Scan the entries below and report only how many lines contain "ToolSwitchPolicy".
*** Begin section ***
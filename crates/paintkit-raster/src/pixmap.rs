//! Pixel-backed surface rendered with tiny-skia.
//!
//! Discs and paths are anti-aliased; single pixels and erase rectangles are
//! not, so a raster walk lands on exact pixel addresses.

use std::io::Cursor;
use std::path::Path;

use image::{DynamicImage, ImageFormat, Rgba, RgbaImage};
use paintkit_core::{Color, Error, ImageError, Point, Result};
use tiny_skia::{
    ColorU8, FillRule, IntSize, Paint, PathBuilder, Pixmap, PixmapPaint, Rect, Stroke, StrokeDash,
    Transform,
};
use tracing::{debug, warn};

use crate::surface::{StrokeStyle, Surface};

fn paint_for(color: Color, anti_alias: bool) -> Paint<'static> {
    let mut paint = Paint::default();
    paint.set_color_rgba8(color.r, color.g, color.b, color.a);
    paint.anti_alias = anti_alias;
    paint
}

fn stroke_for(style: &StrokeStyle) -> Stroke {
    let mut stroke = Stroke {
        width: style.width.max(0.0) as f32,
        ..Default::default()
    };
    if let Some((on, off)) = style.dash {
        stroke.dash = StrokeDash::new(vec![on, off], 0.0);
    }
    stroke
}

/// An RGBA surface backed by a [`tiny_skia::Pixmap`].
pub struct PixmapSurface {
    pixmap: Pixmap,
}

impl PixmapSurface {
    /// Creates a transparent surface. Zero-sized surfaces are bumped to 1x1.
    pub fn new(width: u32, height: u32) -> Result<Self> {
        Ok(Self {
            pixmap: blank_pixmap(width, height)?,
        })
    }

    /// Creates a surface holding a copy of `image`.
    pub fn from_image(image: &RgbaImage) -> Result<Self> {
        let mut surface = Self::new(image.width(), image.height())?;
        surface.draw_image(image);
        Ok(surface)
    }

    pub fn pixmap(&self) -> &Pixmap {
        &self.pixmap
    }

    /// Reads one pixel, demultiplied. Out-of-range addresses yield `None`.
    pub fn pixel(&self, x: u32, y: u32) -> Option<Color> {
        let c = self.pixmap.pixel(x, y)?.demultiply();
        Some(Color::rgba(c.red(), c.green(), c.blue(), c.alpha()))
    }

    /// Copies the surface out as a straight-alpha image.
    pub fn to_rgba_image(&self) -> RgbaImage {
        let width = self.pixmap.width();
        let height = self.pixmap.height();
        let pixels = self.pixmap.pixels();
        RgbaImage::from_fn(width, height, |x, y| {
            let c = pixels[(y * width + x) as usize].demultiply();
            Rgba([c.red(), c.green(), c.blue(), c.alpha()])
        })
    }

    /// Encodes the surface as PNG bytes.
    pub fn encode_png(&self) -> Result<Vec<u8>> {
        let mut bytes = Cursor::new(Vec::new());
        DynamicImage::ImageRgba8(self.to_rgba_image())
            .write_to(&mut bytes, ImageFormat::Png)
            .map_err(|e| ImageError::EncodeFailed {
                reason: e.to_string(),
            })?;
        Ok(bytes.into_inner())
    }

    /// Writes the surface to `path` as PNG.
    pub fn save_png(&self, path: impl AsRef<Path>) -> Result<()> {
        let path = path.as_ref();
        let bytes = self.encode_png()?;
        std::fs::write(path, bytes).map_err(Error::from)?;
        debug!("Saved {}x{} surface to {}", self.width(), self.height(), path.display());
        Ok(())
    }

    /// Changes the surface size. Content is kept anchored at the top-left.
    pub fn resize(&mut self, width: u32, height: u32) -> Result<()> {
        let mut resized = blank_pixmap(width, height)?;
        resized.draw_pixmap(
            0,
            0,
            self.pixmap.as_ref(),
            &PixmapPaint::default(),
            Transform::identity(),
            None,
        );
        self.pixmap = resized;
        Ok(())
    }
}

fn blank_pixmap(width: u32, height: u32) -> Result<Pixmap> {
    let width = width.max(1);
    let height = height.max(1);
    Pixmap::new(width, height)
        .ok_or_else(|| Error::other(format!("Cannot allocate a {}x{} surface", width, height)))
}

fn pixmap_from_image(image: &RgbaImage) -> Option<Pixmap> {
    let size = IntSize::from_wh(image.width(), image.height())?;
    let mut data = Vec::with_capacity(image.as_raw().len());
    for px in image.pixels() {
        let [r, g, b, a] = px.0;
        let p = ColorU8::from_rgba(r, g, b, a).premultiply();
        data.extend_from_slice(&[p.red(), p.green(), p.blue(), p.alpha()]);
    }
    Pixmap::from_vec(data, size)
}

impl Surface for PixmapSurface {
    fn width(&self) -> u32 {
        self.pixmap.width()
    }

    fn height(&self) -> u32 {
        self.pixmap.height()
    }

    fn clear(&mut self, color: Color) {
        self.pixmap
            .fill(tiny_skia::Color::from_rgba8(color.r, color.g, color.b, color.a));
    }

    fn set_pixel(&mut self, x: i32, y: i32, color: Color) {
        if let Some(rect) = Rect::from_xywh(x as f32, y as f32, 1.0, 1.0) {
            self.pixmap
                .fill_rect(rect, &paint_for(color, false), Transform::identity(), None);
        }
    }

    fn fill_disc(&mut self, center: Point, radius: f64, color: Color) {
        if !center.is_finite() || !(radius > 0.0) {
            return;
        }
        if let Some(path) = PathBuilder::from_circle(center.x as f32, center.y as f32, radius as f32)
        {
            self.pixmap.fill_path(
                &path,
                &paint_for(color, true),
                FillRule::Winding,
                Transform::identity(),
                None,
            );
        }
    }

    fn fill_rect(&mut self, x: f64, y: f64, width: f64, height: f64, color: Color) {
        if let Some(rect) = Rect::from_xywh(x as f32, y as f32, width as f32, height as f32) {
            self.pixmap
                .fill_rect(rect, &paint_for(color, false), Transform::identity(), None);
        }
    }

    fn stroke_polyline(&mut self, points: &[Point], closed: bool, style: &StrokeStyle) {
        let mut pb = PathBuilder::new();
        let mut finite = points.iter().filter(|p| p.is_finite());
        let Some(first) = finite.next() else {
            return;
        };
        pb.move_to(first.x as f32, first.y as f32);
        for p in finite {
            pb.line_to(p.x as f32, p.y as f32);
        }
        if closed {
            pb.close();
        }
        if let Some(path) = pb.finish() {
            self.pixmap.stroke_path(
                &path,
                &paint_for(style.color, true),
                &stroke_for(style),
                Transform::identity(),
                None,
            );
        }
    }

    fn stroke_ellipse(&mut self, center: Point, rx: f64, ry: f64, style: &StrokeStyle) {
        let Some(oval) = Rect::from_xywh(
            (center.x - rx) as f32,
            (center.y - ry) as f32,
            (rx * 2.0) as f32,
            (ry * 2.0) as f32,
        ) else {
            return;
        };
        if let Some(path) = PathBuilder::from_oval(oval) {
            self.pixmap.stroke_path(
                &path,
                &paint_for(style.color, true),
                &stroke_for(style),
                Transform::identity(),
                None,
            );
        }
    }

    fn draw_image(&mut self, image: &RgbaImage) {
        let Some(source) = pixmap_from_image(image) else {
            warn!("Ignoring empty {}x{} image", image.width(), image.height());
            return;
        };
        self.pixmap.fill(tiny_skia::Color::TRANSPARENT);
        self.pixmap.draw_pixmap(
            0,
            0,
            source.as_ref(),
            &PixmapPaint::default(),
            Transform::identity(),
            None,
        );
    }
}
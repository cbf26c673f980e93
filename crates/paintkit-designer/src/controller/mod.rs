//! Interaction controller.
//!
//! Turns pointer and keyboard events into scene mutations and repaints the
//! surface after each one. Edits the remote collaborator should mirror are
//! queued as [`SceneEvent`]s and drained with
//! [`InteractionController::take_events`].

pub mod input;
pub mod keymap;

use paintkit_core::{Algorithm, Color, Point};
use paintkit_raster::Surface;
use paintkit_settings::{PaintConfig, ToolSwitchPolicy};
use tracing::{debug, warn};

use crate::events::SceneEvent;
use crate::model::{Shape, ShapeKind, ToolFamily};
use crate::render::{redraw, Preview, RenderSettings};
use crate::scene::SceneState;

pub use input::InputEvent;
pub use keymap::{action_for, KeyAction, KeyPress};

/// Pen and tool selection applied to new shapes.
#[derive(Debug, Clone, PartialEq)]
pub struct ToolState {
    pub tool: ShapeKind,
    pub color: Color,
    pub stroke_width: f64,
    pub algorithm: Algorithm,
}

impl ToolState {
    pub fn from_config(config: &PaintConfig) -> Self {
        Self {
            tool: ShapeKind::Freehand,
            color: config.tools.color,
            stroke_width: config.tools.stroke_width,
            algorithm: config.tools.algorithm,
        }
    }
}

pub struct InteractionController<S: Surface> {
    scene: SceneState,
    surface: S,
    tools: ToolState,
    render: RenderSettings,
    tool_switch: ToolSwitchPolicy,
    eraser_width_multiplier: f64,
    pointer_down: bool,
    hover: Option<Point>,
    events: Vec<SceneEvent>,
}

impl<S: Surface> InteractionController<S> {
    pub fn new(surface: S, config: &PaintConfig) -> Self {
        let mut controller = Self {
            scene: SceneState::new(),
            surface,
            tools: ToolState::from_config(config),
            render: RenderSettings::from_config(config),
            tool_switch: config.tools.tool_switch,
            eraser_width_multiplier: config.tools.eraser_width_multiplier,
            pointer_down: false,
            hover: None,
            events: Vec::new(),
        };
        controller.redraw();
        controller
    }

    pub fn scene(&self) -> &SceneState {
        &self.scene
    }

    pub fn surface(&self) -> &S {
        &self.surface
    }

    pub fn surface_mut(&mut self) -> &mut S {
        &mut self.surface
    }

    pub fn into_surface(self) -> S {
        self.surface
    }

    pub fn tools(&self) -> &ToolState {
        &self.tools
    }

    pub fn render_settings(&self) -> &RenderSettings {
        &self.render
    }

    /// Replaces the scene, e.g. after loading a file, and repaints.
    pub fn replace_scene(&mut self, scene: SceneState) {
        self.scene = scene;
        self.pointer_down = false;
        self.redraw();
    }

    /// Dispatches one input event.
    pub fn handle(&mut self, event: &InputEvent) {
        match event {
            InputEvent::PointerDown { at } => self.pointer_down(*at),
            InputEvent::PointerMove { at } => self.pointer_move(*at),
            InputEvent::PointerUp { at } => self.pointer_up(*at),
            InputEvent::DoubleClick { at } => self.double_click(*at),
            InputEvent::Key(press) => self.key(press),
            InputEvent::SelectTool { tool } => self.set_tool(*tool),
            InputEvent::SetColor { color } => self.set_color(*color),
            InputEvent::SetStrokeWidth { width } => self.set_stroke_width(*width),
            InputEvent::SetAlgorithm { algorithm } => self.set_algorithm(*algorithm),
            InputEvent::Undo => self.undo(),
            InputEvent::Redo => self.redo(),
            InputEvent::Cancel => self.cancel(),
            InputEvent::Clear => self.clear(),
        }
    }

    fn new_shape(&self, at: Point) -> Shape {
        let kind = self.tools.tool;
        let (color, width) = if kind.is_erase() {
            let width = if kind == ShapeKind::EraseFreehand {
                self.tools.stroke_width * self.eraser_width_multiplier
            } else {
                self.tools.stroke_width
            };
            (self.render.background, width)
        } else {
            (self.tools.color, self.tools.stroke_width)
        };
        Shape::new(kind, at, color, width, self.tools.algorithm)
    }

    pub fn pointer_down(&mut self, at: Point) {
        if !at.is_finite() {
            warn!("Ignoring pointer down at non-finite {:?}", at);
            return;
        }
        self.hover = Some(at);
        self.pointer_down = true;
        let kind = self.tools.tool;

        match kind.tool_family() {
            ToolFamily::Continuous => {
                // A stroke whose release never arrived is kept as drawn.
                let dangling = self
                    .scene
                    .current()
                    .is_some_and(|s| s.kind.tool_family() == ToolFamily::Continuous);
                if dangling {
                    self.finish_current();
                    self.pointer_down = true;
                } else {
                    self.scene.cancel_in_progress();
                }
                let shape = self.new_shape(at);
                if kind == ShapeKind::EraseFreehand {
                    self.events.push(SceneEvent::EraseStroke {
                        point: at,
                        size: shape.stroke_width,
                    });
                }
                self.scene.begin_attached(shape);
            }
            ToolFamily::Drag => {
                if self.scene.is_detached() {
                    self.scene.cancel_in_progress();
                }
                let shape = self.new_shape(at);
                self.scene.begin_detached(shape);
            }
            ToolFamily::FixedClick(_) | ToolFamily::OpenClick => {
                if self.scene.resume(kind) {
                    self.add_click_point(at);
                } else {
                    if self.scene.is_detached() {
                        self.scene.cancel_in_progress();
                    }
                    let shape = self.new_shape(at);
                    self.scene.begin_attached(shape);
                }
            }
        }
        self.redraw();
    }

    fn add_click_point(&mut self, at: Point) {
        let Some(shape) = self.scene.current_mut() else {
            return;
        };
        shape.push_point(at);
        if shape.has_all_points() {
            self.finish_current();
        }
    }

    fn finish_current(&mut self) {
        self.pointer_down = false;
        let Some(shape) = self.scene.complete_current() else {
            return;
        };
        let event = match shape.kind {
            ShapeKind::EraseFreehand => Some(SceneEvent::EraseStrokeFinished {
                points: shape.points.clone(),
                size: shape.stroke_width,
            }),
            ShapeKind::EraseArea => match shape.points.as_slice() {
                [start, .., end] => Some(SceneEvent::EraseArea {
                    start: *start,
                    end: *end,
                }),
                _ => None,
            },
            _ => Some(SceneEvent::ShapeCompleted {
                shape: shape.clone(),
            }),
        };
        if let Some(event) = event {
            self.events.push(event);
        }
    }

    pub fn pointer_move(&mut self, at: Point) {
        if !at.is_finite() {
            return;
        }
        self.hover = Some(at);
        let in_progress = self.scene.in_progress();
        if self.pointer_down && in_progress {
            let kind = self.tools.tool;
            match kind.tool_family() {
                ToolFamily::Continuous => {
                    if let Some(shape) = self.scene.current_mut() {
                        shape.push_point(at);
                        if kind == ShapeKind::EraseFreehand {
                            let size = shape.stroke_width;
                            self.events.push(SceneEvent::EraseStroke { point: at, size });
                        }
                    }
                }
                ToolFamily::Drag => {
                    if let Some(shape) = self.scene.current_mut() {
                        shape.set_last_point(at);
                    }
                }
                ToolFamily::FixedClick(_) | ToolFamily::OpenClick => {}
            }
        }
        if in_progress {
            self.redraw();
        }
    }

    pub fn pointer_up(&mut self, at: Point) {
        if !self.pointer_down {
            return;
        }
        self.pointer_down = false;
        if !self.scene.in_progress() {
            return;
        }
        match self.tools.tool.tool_family() {
            ToolFamily::Continuous => self.finish_current(),
            ToolFamily::Drag => {
                if let Some(shape) = self.scene.current_mut() {
                    if at.is_finite() {
                        shape.set_last_point(at);
                    } else if shape.points.len() == 1 {
                        let first = shape.points[0];
                        shape.push_point(first);
                    }
                }
                self.finish_current();
            }
            // Click tools advance on pointer down only.
            ToolFamily::FixedClick(_) | ToolFamily::OpenClick => {}
        }
        self.redraw();
    }

    /// Finishes an open-ended polygon without adding a point.
    pub fn double_click(&mut self, _at: Point) {
        if self.tools.tool.tool_family() != ToolFamily::OpenClick {
            return;
        }
        let kind = self.tools.tool;
        if !self.scene.resume(kind) {
            return;
        }
        let ready = self.scene.current().is_some_and(Shape::can_finalize);
        if ready {
            self.finish_current();
        } else {
            debug!("Polygon needs at least {} points", kind.min_points());
            self.scene.cancel_in_progress();
            self.pointer_down = false;
        }
        self.redraw();
    }

    pub fn key(&mut self, press: &KeyPress) {
        match action_for(press) {
            Some(KeyAction::Undo) => self.undo(),
            Some(KeyAction::Redo) => self.redo(),
            Some(KeyAction::Cancel) => self.cancel(),
            Some(KeyAction::Clear) => self.clear(),
            Some(KeyAction::SelectTool(kind)) => self.set_tool(kind),
            None => {}
        }
    }

    pub fn set_tool(&mut self, tool: ShapeKind) {
        if tool == self.tools.tool {
            return;
        }
        debug!("Tool {} -> {}", self.tools.tool, tool);
        match self.tool_switch {
            ToolSwitchPolicy::CancelInProgress => {
                self.scene.cancel_in_progress();
            }
            ToolSwitchPolicy::KeepInProgress => {
                if self.scene.is_detached() {
                    self.scene.cancel_in_progress();
                } else {
                    self.scene.release_current();
                }
            }
        }
        self.tools.tool = tool;
        self.pointer_down = false;
        self.redraw();
    }

    pub fn set_color(&mut self, color: Color) {
        self.tools.color = color;
    }

    pub fn set_stroke_width(&mut self, width: f64) {
        if width.is_finite() && width > 0.0 {
            self.tools.stroke_width = width;
        } else {
            warn!("Ignoring stroke width {}", width);
        }
    }

    pub fn set_algorithm(&mut self, algorithm: Algorithm) {
        self.tools.algorithm = algorithm;
    }

    pub fn undo(&mut self) {
        self.pointer_down = false;
        if self.scene.is_detached() {
            self.scene.cancel_in_progress();
        }
        if self.scene.undo() {
            self.redraw();
        }
    }

    pub fn redo(&mut self) {
        self.pointer_down = false;
        if self.scene.is_detached() {
            self.scene.cancel_in_progress();
        }
        if self.scene.redo() {
            self.redraw();
        }
    }

    /// Discards the in-progress shape.
    pub fn cancel(&mut self) {
        self.pointer_down = false;
        if self.scene.cancel_in_progress().is_some() {
            self.redraw();
        }
    }

    pub fn clear(&mut self) {
        self.pointer_down = false;
        self.scene.clear();
        self.events.push(SceneEvent::Cleared);
        self.redraw();
    }

    /// Repaints the whole scene.
    pub fn redraw(&mut self) {
        let preview = Preview {
            hover: self.hover,
            marker_color: Some(self.tools.color),
        };
        redraw(&self.scene, &preview, &mut self.surface, &self.render);
    }

    /// Drains the queued edits.
    pub fn take_events(&mut self) -> Vec<SceneEvent> {
        std::mem::take(&mut self.events)
    }
}
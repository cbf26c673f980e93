//! Scene changes the remote collaborator cares about.

use paintkit_core::Point;
use serde::{Deserialize, Serialize};

use crate::model::Shape;

/// An edit reported by the interaction controller.
#[derive(Debug, Clone, PartialEq, Serialize, Deserialize)]
#[serde(tag = "event", rename_all = "snake_case")]
pub enum SceneEvent {
    /// A drawn shape was finished.
    ShapeCompleted { shape: Shape },
    /// One freehand-eraser sample.
    EraseStroke { point: Point, size: f64 },
    /// A freehand-eraser stroke was released, with every sample it made.
    EraseStrokeFinished { points: Vec<Point>, size: f64 },
    /// An area erase was released.
    EraseArea { start: Point, end: Point },
    /// The scene was cleared.
    Cleared,
}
*** End section ***
§ **SOLUTION FOR THIS PROBLEM**
4